Uber and Lyft note that in surveys, the majority of drivers say they prefer the contractor model. But this elides the fact that most drivers log just a few hours per week or per month, while a smaller group of full-time drivers account for the vast majority of rides and hours logged on the app. Those full-time workers are effectively employees without any of the benefits of being employees.
The more compelling argument against the California law may be that the higher costs of paying for guaranteed wages and benefits will have to be passed along to passengers. But the truth is that these companies have trained customers to expect artificially low fares, and it’s time riders dug deeper into their wallets to reflect the real cost of taking an Uber or a Lyft.
This could be beneficial for the companies as well: By subsidizing the rides, Uber and Lyft have racked up billions in losses. They appear to be biding their time until ubiquitous self-driving cars mean they can eliminate drivers once and for all.
And even under the contract worker model, there is little evidence that Uber and Lyft have a sustainable business model. Together, they lost a staggering $11.1 billion last year and another $3.3 billion in this year’s first quarter before the full force of the pandemic took hold. It’s likely they would have to raise fares soon anyway.
In a New York Times op-ed essay this month, Dara Khosrowshahi, chief executive of Uber, argued that “gig workers deserve better.” Indeed. But time and again, Uber’s drivers have borne the brunt of the company’s whims.
For example, Uber doesn’t pay into state unemployment funds for drivers, meaning the workers were reliant on federal assistance when the pandemic struck. And drivers have complained that the companies can cut off access to the app suddenly and without recourse, change fare structures and dictate precisely what routes to take. When drivers considered forming a union in Seattle, Uber bombarded them with anti-union messaging in the app.
Now the two companies are weighing adopting a franchise model in California that would make them reliant on fleet operators to handle rides. Doing so would likely cut off thousands of drivers, The Times reported.

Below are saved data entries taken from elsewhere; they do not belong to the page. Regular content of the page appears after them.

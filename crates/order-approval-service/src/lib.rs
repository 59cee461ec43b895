//! 订单审批消费服务
//!
//! 消费 Debezium 从餐厅服务 order_outbox 表捕获的变更流，
//! 将每条"新审批决定"转换为恰好一次生效的订单状态变更：
//! 审批通过 → 订单 APPROVED，审批驳回 → 订单按驳回原因取消。
//! 变更流是 at-least-once 的，重投与并发消费由乐观锁冲突分类兜底，
//! 单条记录的失败不会中断同批其余记录的处理。

pub mod cdc;
pub mod consumer;
pub mod error;
pub mod guard;
pub mod listener;
pub mod order_actions;
pub mod payload;
//! 可观测性：日志、追踪与指标
//!
//! 服务启动时调用一次 `init`：装配 tracing 订阅者（终端或 JSON 日志，
//! 可选 OTLP 导出），安装 Prometheus recorder 并在独立端口暴露
//! `/metrics`。返回的 guard 负责在进程退出时刷新未导出的 span。
//! 消费链路的追踪上下文通过 Kafka 消息 headers 传播（W3C traceparent），
//! 由 `set_parent_from_headers` 在记录处理的 span 上恢复。

use std::collections::HashMap;
use std::net::SocketAddr;

use anyhow::Result;
use axum::{Router, routing::get};
use metrics_exporter_prometheus::PrometheusBuilder;
use opentelemetry::propagation::{Extractor, TextMapPropagator};
use opentelemetry::{KeyValue, trace::TracerProvider as _};
use opentelemetry_otlp::WithExportConfig;
use opentelemetry_sdk::propagation::TraceContextPropagator;
use opentelemetry_sdk::{
    Resource,
    trace::{RandomIdGenerator, Sampler, SdkTracerProvider as TracerProvider},
};
use opentelemetry_semantic_conventions::resource::SERVICE_NAME;
use tokio::net::TcpListener;
use tracing::{error, info};
use tracing_subscriber::{
    EnvFilter, Layer, fmt, layer::SubscriberExt, util::SubscriberInitExt,
};

use crate::config::ObservabilityConfig;

/// 可观测性资源守卫
///
/// Drop 时关闭 tracer provider，把尚未导出的 span 刷到后端。
/// 指标服务器随进程退出，无需显式关闭。
pub struct ObservabilityGuard {
    tracer_provider: Option<TracerProvider>,
    _metrics_server: Option<tokio::task::JoinHandle<()>>,
}

impl Drop for ObservabilityGuard {
    fn drop(&mut self) {
        if let Some(provider) = self.tracer_provider.take()
            && let Err(e) = provider.shutdown()
        {
            eprintln!("关闭 tracer provider 失败: {e:?}");
        }
    }
}

/// 初始化日志、追踪与指标
pub async fn init(
    service_name: &str,
    settings: &ObservabilityConfig,
) -> Result<ObservabilityGuard> {
    let filter = EnvFilter::try_from_default_env()
        .unwrap_or_else(|_| EnvFilter::new(&settings.log_level));

    let log_layer = if settings.log_format == "json" {
        fmt::layer().json().with_target(true).boxed()
    } else {
        fmt::layer().with_target(true).boxed()
    };

    let tracer_provider = match &settings.tracing_endpoint {
        Some(endpoint) if settings.tracing_enabled => {
            Some(build_tracer_provider(service_name, endpoint)?)
        }
        _ => None,
    };

    let registry = tracing_subscriber::registry().with(filter).with(log_layer);
    match &tracer_provider {
        Some(provider) => {
            let tracer = provider.tracer(service_name.to_string());
            registry
                .with(tracing_opentelemetry::layer().with_tracer(tracer))
                .try_init()?;
        }
        None => registry.try_init()?,
    }

    let metrics_server = if settings.metrics_enabled {
        Some(serve_metrics(settings.metrics_port).await?)
    } else {
        None
    };
    metrics::counter!("service_starts_total", "service" => service_name.to_string()).increment(1);

    info!(
        service = service_name,
        metrics_enabled = settings.metrics_enabled,
        tracing_enabled = settings.tracing_enabled,
        "可观测性已初始化"
    );

    Ok(ObservabilityGuard {
        tracer_provider,
        _metrics_server: metrics_server,
    })
}

/// 构建 OTLP 导出的 TracerProvider 并注册为全局
fn build_tracer_provider(service_name: &str, endpoint: &str) -> Result<TracerProvider> {
    let exporter = opentelemetry_otlp::SpanExporter::builder()
        .with_tonic()
        .with_endpoint(endpoint)
        .build()?;

    let provider = TracerProvider::builder()
        .with_batch_exporter(exporter)
        .with_sampler(Sampler::AlwaysOn)
        .with_id_generator(RandomIdGenerator::default())
        .with_resource(
            Resource::builder_empty()
                .with_attributes(vec![KeyValue::new(
                    SERVICE_NAME,
                    service_name.to_string(),
                )])
                .build(),
        )
        .build();

    opentelemetry::global::set_tracer_provider(provider.clone());
    Ok(provider)
}

/// 安装 Prometheus recorder 并启动 `/metrics` 服务器
async fn serve_metrics(port: u16) -> Result<tokio::task::JoinHandle<()>> {
    let handle = PrometheusBuilder::new().install_recorder()?;
    describe_pipeline_metrics();

    let app = Router::new()
        .route("/metrics", get(move || std::future::ready(handle.render())))
        .route("/health", get(|| async { "OK" }));

    let addr = SocketAddr::from(([0, 0, 0, 0], port));
    let listener = TcpListener::bind(addr).await?;
    info!(%addr, "指标服务器已启动");

    Ok(tokio::spawn(async move {
        if let Err(e) = axum::serve(listener, app).await {
            error!(error = %e, "指标服务器异常退出");
        }
    }))
}

/// 审批流水线指标的 HELP 描述
fn describe_pipeline_metrics() {
    metrics::describe_counter!(
        "approval_records_received_total",
        "Total change-stream records received"
    );
    metrics::describe_counter!(
        "approval_new_decisions_total",
        "Change records classified as new approval decisions"
    );
    metrics::describe_counter!(
        "approval_decisions_applied_total",
        "Approval decisions applied to the order aggregate"
    );
    metrics::describe_counter!(
        "approval_benign_noops_total",
        "Decisions absorbed as benign no-ops (by kind)"
    );
    metrics::describe_counter!(
        "approval_malformed_payloads_total",
        "Outbox payloads that failed to decode"
    );
    metrics::describe_counter!(
        "approval_unexpected_failures_total",
        "Decisions that failed for unclassified reasons"
    );
    metrics::describe_histogram!(
        "approval_batch_duration_seconds",
        "Batch processing duration in seconds"
    );
}

// ---------------------------------------------------------------------------
// 追踪上下文传播
// ---------------------------------------------------------------------------

/// 把 Kafka 消息 headers 当作 W3C 传播载体查询
struct HeaderLookup<'a>(&'a HashMap<String, String>);

impl Extractor for HeaderLookup<'_> {
    fn get(&self, key: &str) -> Option<&str> {
        self.0.get(key).map(String::as_str)
    }

    fn keys(&self) -> Vec<&str> {
        self.0.keys().map(String::as_str).collect()
    }
}

/// 从消息 headers 恢复上游追踪上下文并挂为当前 span 的父级
///
/// headers 中没有 traceparent 时等价于空操作。
pub fn set_parent_from_headers(headers: &HashMap<String, String>) {
    use tracing_opentelemetry::OpenTelemetrySpanExt;

    let context = TraceContextPropagator::new().extract(&HeaderLookup(headers));
    tracing::Span::current().set_parent(context);
}
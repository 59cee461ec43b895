//! 幂等防护与失败分类
//!
//! 变更流是 at-least-once 的，同一审批决定可能被重复投递，
//! 也可能与另一个消费副本并发处理。本模块把动作执行的失败
//! 分为两类：重投的正常副作用（良性空操作，吞掉并告警）与
//! 真正的异常（上抛给调用方决定是否进死信队列）。

use tracing::{error, info, warn};

use crate::error::ApprovalError;
use crate::order_actions::{ActionError, OrderApprovalActions};
use crate::payload::{ApprovalStatus, OrderApprovalOutcome};

/// 良性空操作的具体成因
#[derive(Debug, Clone, PartialEq, Eq)]
pub enum BenignOutcome {
    /// 版本条件更新落空，决定已被先到的投递应用
    ConcurrencyConflict,
    /// 订单不存在，通常是重投时订单已被归档
    OrderNotFound,
    /// 幂等记录的唯一约束冲突
    DuplicateKey { sql_state: String },
}

impl BenignOutcome {
    /// 指标与日志用的成因标签
    pub fn kind(&self) -> &'static str {
        match self {
            Self::ConcurrencyConflict => "concurrency_conflict",
            Self::OrderNotFound => "order_not_found",
            Self::DuplicateKey { .. } => "duplicate_key",
        }
    }
}

/// 记录被跳过的原因
#[derive(Debug, Clone, Copy, PartialEq, Eq)]
pub enum IgnoreReason {
    /// 不是新插入的审批决定（更新、删除或快照读）
    NotNewDecision,
    /// 审批状态不是可执行的取值
    NotActionableStatus,
}

/// 单条变更记录的处理结果
#[derive(Debug)]
pub enum RecordOutcome {
    /// 决定已生效
    Applied,
    /// 记录被跳过
    Ignored(IgnoreReason),
    /// 失败被归类为重投的正常副作用
    BenignNoOp(BenignOutcome),
    /// 未归类的失败
    Failed(ApprovalError),
}

/// 按审批状态执行订单动作并归类结果
pub async fn apply_decision(
    actions: &dyn OrderApprovalActions,
    outcome: &OrderApprovalOutcome,
) -> RecordOutcome {
    let result = match outcome.status {
        ApprovalStatus::Approved => actions.approve_order(outcome).await,
        ApprovalStatus::Rejected => actions.reject_order(outcome).await,
        ApprovalStatus::Other => {
            warn!(
                order_id = %outcome.order_id,
                "审批状态不可执行，跳过记录"
            );
            return RecordOutcome::Ignored(IgnoreReason::NotActionableStatus);
        }
    };

    match result {
        Ok(()) => {
            info!(
                order_id = %outcome.order_id,
                saga_id = ?outcome.saga_id,
                status = ?outcome.status,
                "审批决定已生效"
            );
            RecordOutcome::Applied
        }
        Err(err) => classify_action_error(outcome, err),
    }
}

/// 把动作错误归类为良性空操作或未归类失败
fn classify_action_error(outcome: &OrderApprovalOutcome, err: ActionError) -> RecordOutcome {
    if let Some(sql_state) = err.duplicate_sql_state() {
        warn!(
            order_id = %outcome.order_id,
            sql_state = %sql_state,
            "唯一约束冲突，决定已处理过"
        );
        return RecordOutcome::BenignNoOp(BenignOutcome::DuplicateKey { sql_state });
    }

    match err {
        ActionError::ConcurrencyConflict { .. } => {
            warn!(
                order_id = %outcome.order_id,
                "乐观锁冲突，决定已被并发投递应用"
            );
            RecordOutcome::BenignNoOp(BenignOutcome::ConcurrencyConflict)
        }
        ActionError::OrderNotFound { .. } => {
            warn!(
                order_id = %outcome.order_id,
                "订单不存在，按重投副作用忽略"
            );
            RecordOutcome::BenignNoOp(BenignOutcome::OrderNotFound)
        }
        err => {
            error!(
                order_id = %outcome.order_id,
                error = %err,
                "审批决定执行失败"
            );
            RecordOutcome::Failed(ApprovalError::Action(err))
        }
    }
}

#[cfg(test)]
mod tests {
    use super::*;
    use async_trait::async_trait;
    use std::sync::Mutex;

    /// 按脚本返回结果的动作桩
    struct ScriptedActions {
        approve_result: Mutex<Option<ActionError>>,
        reject_result: Mutex<Option<ActionError>>,
        calls: Mutex<Vec<String>>,
    }

    impl ScriptedActions {
        fn ok() -> Self {
            Self {
                approve_result: Mutex::new(None),
                reject_result: Mutex::new(None),
                calls: Mutex::new(Vec::new()),
            }
        }

        fn failing_approve(err: ActionError) -> Self {
            let actions = Self::ok();
            *actions.approve_result.lock().unwrap() = Some(err);
            actions
        }
    }

    #[async_trait]
    impl OrderApprovalActions for ScriptedActions {
        async fn approve_order(
            &self,
            outcome: &OrderApprovalOutcome,
        ) -> Result<(), ActionError> {
            self.calls
                .lock()
                .unwrap()
                .push(format!("approve:{}", outcome.order_id));
            match self.approve_result.lock().unwrap().take() {
                Some(err) => Err(err),
                None => Ok(()),
            }
        }

        async fn reject_order(
            &self,
            outcome: &OrderApprovalOutcome,
        ) -> Result<(), ActionError> {
            self.calls
                .lock()
                .unwrap()
                .push(format!("reject:{}", outcome.order_id));
            match self.reject_result.lock().unwrap().take() {
                Some(err) => Err(err),
                None => Ok(()),
            }
        }
    }

    fn outcome(order_id: &str, status: ApprovalStatus) -> OrderApprovalOutcome {
        OrderApprovalOutcome {
            order_id: order_id.to_string(),
            saga_id: Some("saga-1".to_string()),
            status,
            failure_messages: Vec::new(),
        }
    }

    #[tokio::test]
    async fn test_approved_routes_to_approve_order() {
        let actions = ScriptedActions::ok();
        let result = apply_decision(&actions, &outcome("O1", ApprovalStatus::Approved)).await;
        assert!(matches!(result, RecordOutcome::Applied));
        assert_eq!(actions.calls.lock().unwrap().as_slice(), ["approve:O1"]);
    }

    #[tokio::test]
    async fn test_rejected_routes_to_reject_order() {
        let actions = ScriptedActions::ok();
        let result = apply_decision(&actions, &outcome("O2", ApprovalStatus::Rejected)).await;
        assert!(matches!(result, RecordOutcome::Applied));
        assert_eq!(actions.calls.lock().unwrap().as_slice(), ["reject:O2"]);
    }

    #[tokio::test]
    async fn test_other_status_is_ignored_without_action() {
        let actions = ScriptedActions::ok();
        let result = apply_decision(&actions, &outcome("O3", ApprovalStatus::Other)).await;
        assert!(matches!(
            result,
            RecordOutcome::Ignored(IgnoreReason::NotActionableStatus)
        ));
        assert!(actions.calls.lock().unwrap().is_empty());
    }

    #[tokio::test]
    async fn test_concurrency_conflict_is_benign() {
        let actions = ScriptedActions::failing_approve(ActionError::ConcurrencyConflict {
            order_id: "O1".to_string(),
        });
        let result = apply_decision(&actions, &outcome("O1", ApprovalStatus::Approved)).await;
        match result {
            RecordOutcome::BenignNoOp(benign) => {
                assert_eq!(benign.kind(), "concurrency_conflict")
            }
            other => panic!("期望良性空操作，得到 {:?}", other),
        }
    }

    #[tokio::test]
    async fn test_order_not_found_is_benign() {
        let actions = ScriptedActions::failing_approve(ActionError::OrderNotFound {
            order_id: "O1".to_string(),
        });
        let result = apply_decision(&actions, &outcome("O1", ApprovalStatus::Approved)).await;
        match result {
            RecordOutcome::BenignNoOp(benign) => assert_eq!(benign.kind(), "order_not_found"),
            other => panic!("期望良性空操作，得到 {:?}", other),
        }
    }

    #[tokio::test]
    async fn test_duplicate_key_violation_is_benign() {
        let actions = ScriptedActions::failing_approve(
            crate::order_actions::test_fixtures::duplicate_key_error(),
        );
        let result = apply_decision(&actions, &outcome("O1", ApprovalStatus::Approved)).await;
        match result {
            RecordOutcome::BenignNoOp(BenignOutcome::DuplicateKey { sql_state }) => {
                assert_eq!(sql_state, "23505")
            }
            other => panic!("期望良性空操作，得到 {:?}", other),
        }
    }

    #[tokio::test]
    async fn test_storage_error_is_unexpected_failure() {
        let actions =
            ScriptedActions::failing_approve(ActionError::Storage(sqlx::Error::PoolTimedOut));
        let result = apply_decision(&actions, &outcome("O1", ApprovalStatus::Approved)).await;
        match result {
            RecordOutcome::Failed(err) => assert!(!err.is_structural()),
            other => panic!("期望失败结果，得到 {:?}", other),
        }
    }
}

Khosrowshahi says a third model of employment is necessary, in which the companies could pay into a fund that drivers can use for health care or sick leave while remaining contractors. The notion, floated since California’s law went into effect, will be considered by voters in a ballot measure in November. The measure appears to be a rollback of protections and benefits that drivers should be getting under the state law.
The ride-hailing companies have been flouting that law since January, hoping for a bailout from the courts or from voters this fall.
“Saying this doesn’t apply to them has no basis in law, and that’s been backed up by the court,” said Catherine Fisk, a law professor at the University of California, Berkeley. “If they cannot provide a business that complies with the law, they need to get out of that business.”